Free Press Journal

Leprosy takes lot more than touch to transmit, cases reduce by 19% in Mumbai


Mumbai: Leprosy conjures up images of disfigured people and excommunicated colonies when in fact the disease is fact much less extreme and about 95 per cent of humans are naturally immune to it. In other words, only 5 per cent of people in the world is susceptible to the disease. This meagre number is even less likely to contract it as the disease does not spread through touch, contrary to popular belief. Leprosy is extremely unusual among urban populations.

The disease takes a lot more than just a touch to be transmitted. The transmission requires contact with respiratory secretion exchange in order to be completed. Droplets from nose and mouth of the affected person onto the skin or respiratory tract of another person may cause the transmission. In majority of the cases, leprosy does not lead to clinical disease.

It is most concentrated in rural areas and hits the underprivileged hardest, as getting access to basic healthcare facilities is an onerous task. “Leprosy, despite being a deadly disease, is not very popular when it comes to global and national health programs, hence resources are low and awareness even more,” said Dr. Batul Patel of Saifee hospital.

Mumbai’s civic health department said in the last three years, cases of leprosy were reduced by 19 per cent. “In 2014-15 leprosy cases were 565 which reduced to 457 in 2016-17, showing that people are coming forward to get treatment on time. The cases were reduced due to awareness campaigns and proper knowledge regarding leprosy given to the citizens,” said Dr. Padmaja Keskar, Executive Health Officer of BMC.

Also Read: 14 leprosy patients identified in Nashik

She further said the civic health department is also working with six NGOs which are helping in finding out the data of patients who are affected with leprosy and need to get treated immediately. “NGOs are giving a proper counselling to patients and hospitals regarding leprosy and how to diagnose leprosy. As treating leprosy is possible and patient should take medicine regularly which helps to heal fast,” Dr. Keskar said.

Leprosy symptoms are most often not easily detectable. “You will have spots disfiguring skin sores, bumps, or lumps that refuse to go away for several weeks or months. Look for light patches on the dark skin and dark or reddish patches on the light skin. These patches are characterized by loss of feeling. The affected person will not be able to recognize heat, pain, or even touch. The hands and feet get an anesthetized feeling with a dull tingling. The wounds and burns in this area are painless. However, after contact with the bacteria, it often takes about 3 to 5 years for the symptoms to appear. In some cases, it takes 20 years for the symptoms to surface,” a senior doctor said.

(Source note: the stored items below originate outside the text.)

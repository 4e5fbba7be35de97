//! Order Form Validation Core
//!
//! Pure Rust rule primitives compatible with both std and no_std environments.
//! The order form schema composes these into its per-field rules.

#![cfg_attr(not(feature = "std"), no_std)]

extern crate alloc;

pub mod collection;
pub mod string;

// Re-export all validators
pub use collection::*;
pub use string::*;
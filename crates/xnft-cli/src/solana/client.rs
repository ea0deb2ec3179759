use std::str::FromStr;
use std::sync::Arc;

use anyhow::{anyhow, Context, Result};
use solana_sdk::pubkey::Pubkey;
use solana_sdk::signature::read_keypair_file;
use tracing::debug;
use xnft_core::config::{ClientConfig, Commitment};
use xnft_solana_client::{DynSigner, XnftClient};

use crate::args::Cli;

pub fn parse_pubkey(label: &str, s: &str) -> Result<Pubkey> {
    Pubkey::from_str(s.trim()).map_err(|e| anyhow!("invalid {label} {s:?}: {e}"))
}

pub fn config_from(cli: &Cli) -> Result<ClientConfig> {
    if cli.rpc_url.trim().is_empty() {
        return Err(anyhow!("rpc url must not be empty"));
    }
    let mut cfg = ClientConfig::default()
        .with_rpc_url(cli.rpc_url.trim())
        .with_commitment(Commitment::parse(&cli.commitment)?);
    if let Some(id) = &cli.program_id {
        cfg = cfg.with_program_id(parse_pubkey("program id", id)?);
    }
    Ok(cfg)
}

pub fn load_signer(path: &str) -> Result<DynSigner> {
    let keypair = read_keypair_file(path).map_err(|e| anyhow!("reading keypair {path}: {e}"))?;
    Ok(Arc::new(keypair))
}

/// Client for the endpoint and signer named on the command line. Without a
/// keypair the client is read-only.
pub fn connect(cli: &Cli) -> Result<XnftClient> {
    let cfg = config_from(cli)?;
    let signer = cli.keypair.as_deref().map(load_signer).transpose()?;
    debug!(rpc = %cfg.rpc_url, signer = signer.is_some(), "connecting");
    XnftClient::connect(cfg, signer).context("building client")
}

In an appeal, Dr Patel said, “Let’s stamp out the stigma attached to this disease by educating ourselves and others about its causes, symptoms, cure, transmission and prevention. Unfortunately, there is no preventive vaccine against leprosy yet. But it can be easily prevented from worsening or spreading with early detection and treatment. The three-drug combination, MTD, is highly effective in combating the disease.”

If it is left untreated, leprosy can bring about permanent damage to the skin, arms, legs, feet, nerves and eyes. It can disfigure the face with swellings, bumps and lumps that stay. “It can also result in kidney failure and blindness or glaucoma. The inside of the nose may be badly and permanently damaged, leading to nosebleeds and a constantly stuffy nose. Male patients may additionally experience erectile dysfunction and infertility,” Dr. Patel added.

Leprosy is easily cured with MDT (multi-drug therapy), which uses three antibiotics, namely Rifampin, Clofazimine, and Dapsone. “Usually, an infected person is declared non-contagious within the first week and becomes more non-infectious after the subsequent dose of treatment. More than 85 per cent of clinical cases are deemed non-infectious,” said a senior doctor of King Edward Memorial Hospital.